- Exercise requirements
Read through the entries below and return each line with the word "first".

Saved data entries
********************
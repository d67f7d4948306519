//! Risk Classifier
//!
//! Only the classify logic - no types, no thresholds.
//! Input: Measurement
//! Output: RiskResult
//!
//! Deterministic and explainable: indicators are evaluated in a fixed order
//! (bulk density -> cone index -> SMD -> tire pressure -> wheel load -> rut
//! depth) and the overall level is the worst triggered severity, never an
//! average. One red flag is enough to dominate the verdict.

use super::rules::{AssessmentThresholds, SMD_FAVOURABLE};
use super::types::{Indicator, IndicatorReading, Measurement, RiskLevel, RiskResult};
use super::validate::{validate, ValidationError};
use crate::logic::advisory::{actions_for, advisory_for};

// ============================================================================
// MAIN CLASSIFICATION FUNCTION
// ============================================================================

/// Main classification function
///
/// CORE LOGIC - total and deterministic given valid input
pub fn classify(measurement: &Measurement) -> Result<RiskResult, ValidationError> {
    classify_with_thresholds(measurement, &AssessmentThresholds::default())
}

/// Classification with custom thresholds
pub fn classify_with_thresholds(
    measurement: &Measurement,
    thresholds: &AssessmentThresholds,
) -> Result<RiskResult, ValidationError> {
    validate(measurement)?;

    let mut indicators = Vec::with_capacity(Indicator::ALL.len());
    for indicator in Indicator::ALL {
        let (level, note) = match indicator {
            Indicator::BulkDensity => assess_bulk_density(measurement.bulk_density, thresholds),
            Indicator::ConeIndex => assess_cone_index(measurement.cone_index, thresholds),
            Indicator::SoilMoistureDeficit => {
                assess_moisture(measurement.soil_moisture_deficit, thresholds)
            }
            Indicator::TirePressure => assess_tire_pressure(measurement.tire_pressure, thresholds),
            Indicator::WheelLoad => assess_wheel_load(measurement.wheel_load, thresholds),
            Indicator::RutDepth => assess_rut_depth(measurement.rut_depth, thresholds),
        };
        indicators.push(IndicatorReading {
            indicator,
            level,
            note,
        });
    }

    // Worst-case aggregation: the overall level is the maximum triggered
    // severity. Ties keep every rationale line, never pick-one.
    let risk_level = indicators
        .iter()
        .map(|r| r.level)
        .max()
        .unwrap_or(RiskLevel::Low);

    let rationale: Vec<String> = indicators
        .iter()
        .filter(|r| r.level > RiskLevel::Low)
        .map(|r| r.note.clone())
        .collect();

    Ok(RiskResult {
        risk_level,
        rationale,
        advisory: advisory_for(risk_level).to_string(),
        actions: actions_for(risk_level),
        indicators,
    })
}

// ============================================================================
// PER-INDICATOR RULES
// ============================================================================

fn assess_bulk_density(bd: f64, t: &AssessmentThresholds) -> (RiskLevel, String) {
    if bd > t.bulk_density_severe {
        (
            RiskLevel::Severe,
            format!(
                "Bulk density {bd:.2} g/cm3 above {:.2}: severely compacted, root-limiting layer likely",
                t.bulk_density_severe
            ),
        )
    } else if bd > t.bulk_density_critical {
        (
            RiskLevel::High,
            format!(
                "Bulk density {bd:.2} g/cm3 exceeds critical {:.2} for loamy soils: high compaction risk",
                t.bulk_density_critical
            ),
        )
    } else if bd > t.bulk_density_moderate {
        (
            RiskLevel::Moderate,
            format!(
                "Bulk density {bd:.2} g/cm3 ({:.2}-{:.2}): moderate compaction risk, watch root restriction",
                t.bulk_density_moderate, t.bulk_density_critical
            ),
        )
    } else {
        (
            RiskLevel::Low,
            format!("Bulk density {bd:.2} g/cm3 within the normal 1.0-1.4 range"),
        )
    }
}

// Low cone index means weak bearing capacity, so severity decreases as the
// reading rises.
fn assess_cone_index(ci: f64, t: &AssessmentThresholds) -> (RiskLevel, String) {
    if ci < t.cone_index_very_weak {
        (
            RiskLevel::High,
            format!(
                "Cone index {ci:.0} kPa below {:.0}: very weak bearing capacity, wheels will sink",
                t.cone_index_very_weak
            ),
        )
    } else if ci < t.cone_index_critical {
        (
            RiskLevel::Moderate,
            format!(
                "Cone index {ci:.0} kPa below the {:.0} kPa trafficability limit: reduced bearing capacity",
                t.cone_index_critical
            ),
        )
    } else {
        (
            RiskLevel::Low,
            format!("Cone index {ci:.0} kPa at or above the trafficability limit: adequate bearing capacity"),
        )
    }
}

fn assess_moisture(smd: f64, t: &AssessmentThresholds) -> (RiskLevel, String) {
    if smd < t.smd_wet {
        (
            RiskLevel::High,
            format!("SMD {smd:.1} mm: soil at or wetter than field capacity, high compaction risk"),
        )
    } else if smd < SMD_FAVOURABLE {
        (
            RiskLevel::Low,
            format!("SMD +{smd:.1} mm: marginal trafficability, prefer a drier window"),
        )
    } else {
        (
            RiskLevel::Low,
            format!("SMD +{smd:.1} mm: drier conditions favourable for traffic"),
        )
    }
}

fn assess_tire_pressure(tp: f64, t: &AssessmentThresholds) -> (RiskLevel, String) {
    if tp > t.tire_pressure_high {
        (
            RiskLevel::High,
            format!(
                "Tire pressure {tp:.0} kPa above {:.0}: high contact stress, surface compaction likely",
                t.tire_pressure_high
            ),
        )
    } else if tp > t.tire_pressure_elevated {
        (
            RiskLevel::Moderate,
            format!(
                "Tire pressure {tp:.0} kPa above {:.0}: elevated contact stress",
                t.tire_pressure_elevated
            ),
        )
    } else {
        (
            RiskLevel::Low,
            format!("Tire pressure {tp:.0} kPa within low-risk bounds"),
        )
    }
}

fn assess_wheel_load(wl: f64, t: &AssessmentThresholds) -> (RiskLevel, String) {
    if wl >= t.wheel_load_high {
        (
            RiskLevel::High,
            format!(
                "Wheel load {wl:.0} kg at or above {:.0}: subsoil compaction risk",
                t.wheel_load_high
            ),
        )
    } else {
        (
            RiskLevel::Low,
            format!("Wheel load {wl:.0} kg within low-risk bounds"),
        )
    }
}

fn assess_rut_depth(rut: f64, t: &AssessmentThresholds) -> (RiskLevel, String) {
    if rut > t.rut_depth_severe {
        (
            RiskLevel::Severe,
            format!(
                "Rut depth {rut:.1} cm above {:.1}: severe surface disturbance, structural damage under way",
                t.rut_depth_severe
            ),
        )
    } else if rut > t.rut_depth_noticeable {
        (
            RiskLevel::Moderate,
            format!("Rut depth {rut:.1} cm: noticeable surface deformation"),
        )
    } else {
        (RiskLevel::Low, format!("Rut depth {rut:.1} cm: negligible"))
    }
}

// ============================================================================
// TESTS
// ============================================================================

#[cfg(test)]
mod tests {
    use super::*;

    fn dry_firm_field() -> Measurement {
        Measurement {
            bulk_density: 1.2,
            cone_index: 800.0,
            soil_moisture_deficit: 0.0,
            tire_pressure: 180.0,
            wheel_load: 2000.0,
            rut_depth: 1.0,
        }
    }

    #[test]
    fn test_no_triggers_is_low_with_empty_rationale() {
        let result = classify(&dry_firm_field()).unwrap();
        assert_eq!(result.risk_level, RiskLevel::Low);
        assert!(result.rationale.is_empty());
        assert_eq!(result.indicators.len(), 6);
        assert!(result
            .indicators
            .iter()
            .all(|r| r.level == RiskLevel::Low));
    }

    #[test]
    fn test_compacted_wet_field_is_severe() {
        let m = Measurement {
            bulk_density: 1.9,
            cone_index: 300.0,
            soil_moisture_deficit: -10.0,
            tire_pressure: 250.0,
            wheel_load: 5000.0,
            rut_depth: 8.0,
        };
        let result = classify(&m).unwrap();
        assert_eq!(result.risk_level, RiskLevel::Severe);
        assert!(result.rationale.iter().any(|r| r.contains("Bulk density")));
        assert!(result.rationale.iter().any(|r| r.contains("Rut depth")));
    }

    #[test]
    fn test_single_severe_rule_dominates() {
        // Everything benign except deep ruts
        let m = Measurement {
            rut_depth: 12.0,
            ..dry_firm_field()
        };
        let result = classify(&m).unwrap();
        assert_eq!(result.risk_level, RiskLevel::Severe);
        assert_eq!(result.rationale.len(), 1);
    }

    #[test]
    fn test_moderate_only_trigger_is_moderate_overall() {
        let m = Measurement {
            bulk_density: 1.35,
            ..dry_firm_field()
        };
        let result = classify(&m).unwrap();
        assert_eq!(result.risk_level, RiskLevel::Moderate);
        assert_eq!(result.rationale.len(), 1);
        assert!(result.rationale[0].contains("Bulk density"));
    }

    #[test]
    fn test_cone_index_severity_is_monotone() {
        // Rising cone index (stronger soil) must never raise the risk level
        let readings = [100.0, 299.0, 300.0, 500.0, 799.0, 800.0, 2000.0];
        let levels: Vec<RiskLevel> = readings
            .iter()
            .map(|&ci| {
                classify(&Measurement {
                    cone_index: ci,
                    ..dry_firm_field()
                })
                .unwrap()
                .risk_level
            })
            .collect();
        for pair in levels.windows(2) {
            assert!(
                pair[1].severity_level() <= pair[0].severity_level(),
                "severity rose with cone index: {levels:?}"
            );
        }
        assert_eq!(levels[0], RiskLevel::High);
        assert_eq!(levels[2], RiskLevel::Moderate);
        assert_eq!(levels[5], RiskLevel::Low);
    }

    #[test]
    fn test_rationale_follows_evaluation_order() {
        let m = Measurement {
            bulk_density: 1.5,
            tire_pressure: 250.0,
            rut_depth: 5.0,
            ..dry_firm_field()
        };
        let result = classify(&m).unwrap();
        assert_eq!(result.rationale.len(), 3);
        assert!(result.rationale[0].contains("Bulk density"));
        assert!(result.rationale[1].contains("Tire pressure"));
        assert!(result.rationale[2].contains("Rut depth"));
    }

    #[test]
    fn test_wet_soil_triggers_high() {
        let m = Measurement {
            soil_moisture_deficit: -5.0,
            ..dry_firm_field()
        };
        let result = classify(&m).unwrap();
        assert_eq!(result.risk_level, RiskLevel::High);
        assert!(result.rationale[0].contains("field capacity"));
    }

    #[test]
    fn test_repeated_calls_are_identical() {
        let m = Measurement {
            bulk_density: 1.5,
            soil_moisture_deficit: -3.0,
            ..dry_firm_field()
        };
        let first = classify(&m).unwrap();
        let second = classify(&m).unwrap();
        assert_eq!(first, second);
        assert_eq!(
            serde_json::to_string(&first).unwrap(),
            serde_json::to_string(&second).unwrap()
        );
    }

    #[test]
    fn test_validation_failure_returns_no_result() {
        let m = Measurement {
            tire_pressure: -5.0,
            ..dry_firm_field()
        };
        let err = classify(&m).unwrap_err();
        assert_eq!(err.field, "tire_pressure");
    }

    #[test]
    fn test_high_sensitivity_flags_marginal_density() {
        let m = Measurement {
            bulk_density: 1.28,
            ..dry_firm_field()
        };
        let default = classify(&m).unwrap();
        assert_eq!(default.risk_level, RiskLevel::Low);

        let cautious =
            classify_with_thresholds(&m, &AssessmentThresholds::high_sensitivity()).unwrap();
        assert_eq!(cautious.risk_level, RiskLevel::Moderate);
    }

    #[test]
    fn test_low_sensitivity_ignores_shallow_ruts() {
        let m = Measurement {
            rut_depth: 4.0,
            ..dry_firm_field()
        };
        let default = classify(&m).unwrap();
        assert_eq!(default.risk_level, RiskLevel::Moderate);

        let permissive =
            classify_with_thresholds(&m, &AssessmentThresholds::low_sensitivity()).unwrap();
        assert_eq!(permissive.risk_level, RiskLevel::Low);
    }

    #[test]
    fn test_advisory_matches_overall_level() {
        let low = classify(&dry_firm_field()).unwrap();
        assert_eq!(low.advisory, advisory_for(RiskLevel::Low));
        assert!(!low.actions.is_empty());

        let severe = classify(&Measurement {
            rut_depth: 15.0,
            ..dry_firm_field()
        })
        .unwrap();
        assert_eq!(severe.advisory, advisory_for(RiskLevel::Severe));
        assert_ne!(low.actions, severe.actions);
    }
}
********************
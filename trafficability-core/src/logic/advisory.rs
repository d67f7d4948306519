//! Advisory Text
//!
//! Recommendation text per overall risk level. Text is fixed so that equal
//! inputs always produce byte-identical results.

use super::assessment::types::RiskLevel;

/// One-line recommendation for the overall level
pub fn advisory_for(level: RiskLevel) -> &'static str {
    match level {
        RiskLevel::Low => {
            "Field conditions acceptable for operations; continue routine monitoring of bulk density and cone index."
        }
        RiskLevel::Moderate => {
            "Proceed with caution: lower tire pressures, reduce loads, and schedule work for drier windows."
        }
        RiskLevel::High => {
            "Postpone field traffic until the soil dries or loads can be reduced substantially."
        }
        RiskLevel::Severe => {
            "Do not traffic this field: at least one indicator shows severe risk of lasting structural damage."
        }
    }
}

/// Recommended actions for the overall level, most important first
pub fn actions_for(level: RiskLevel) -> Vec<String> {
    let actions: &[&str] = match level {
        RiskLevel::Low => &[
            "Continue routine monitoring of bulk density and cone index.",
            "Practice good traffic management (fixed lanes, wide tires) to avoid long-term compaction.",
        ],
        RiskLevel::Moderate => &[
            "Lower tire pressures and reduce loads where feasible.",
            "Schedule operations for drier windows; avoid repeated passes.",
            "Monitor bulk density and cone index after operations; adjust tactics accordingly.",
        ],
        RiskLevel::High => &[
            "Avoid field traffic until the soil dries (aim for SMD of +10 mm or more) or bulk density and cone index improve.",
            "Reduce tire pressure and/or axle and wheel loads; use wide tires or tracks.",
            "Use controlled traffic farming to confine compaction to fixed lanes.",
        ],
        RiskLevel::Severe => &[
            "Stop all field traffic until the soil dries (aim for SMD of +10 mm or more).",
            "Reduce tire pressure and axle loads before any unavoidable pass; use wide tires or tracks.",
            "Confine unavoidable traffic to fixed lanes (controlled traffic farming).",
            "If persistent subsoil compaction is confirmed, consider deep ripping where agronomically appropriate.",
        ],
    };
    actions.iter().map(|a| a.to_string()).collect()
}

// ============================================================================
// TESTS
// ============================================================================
********************
- Exercise output
        let first = classify(&m).unwrap();
        assert_eq!(first, second);
            serde_json::to_string(&first).unwrap(),
/// Recommended actions for the overall level, most important first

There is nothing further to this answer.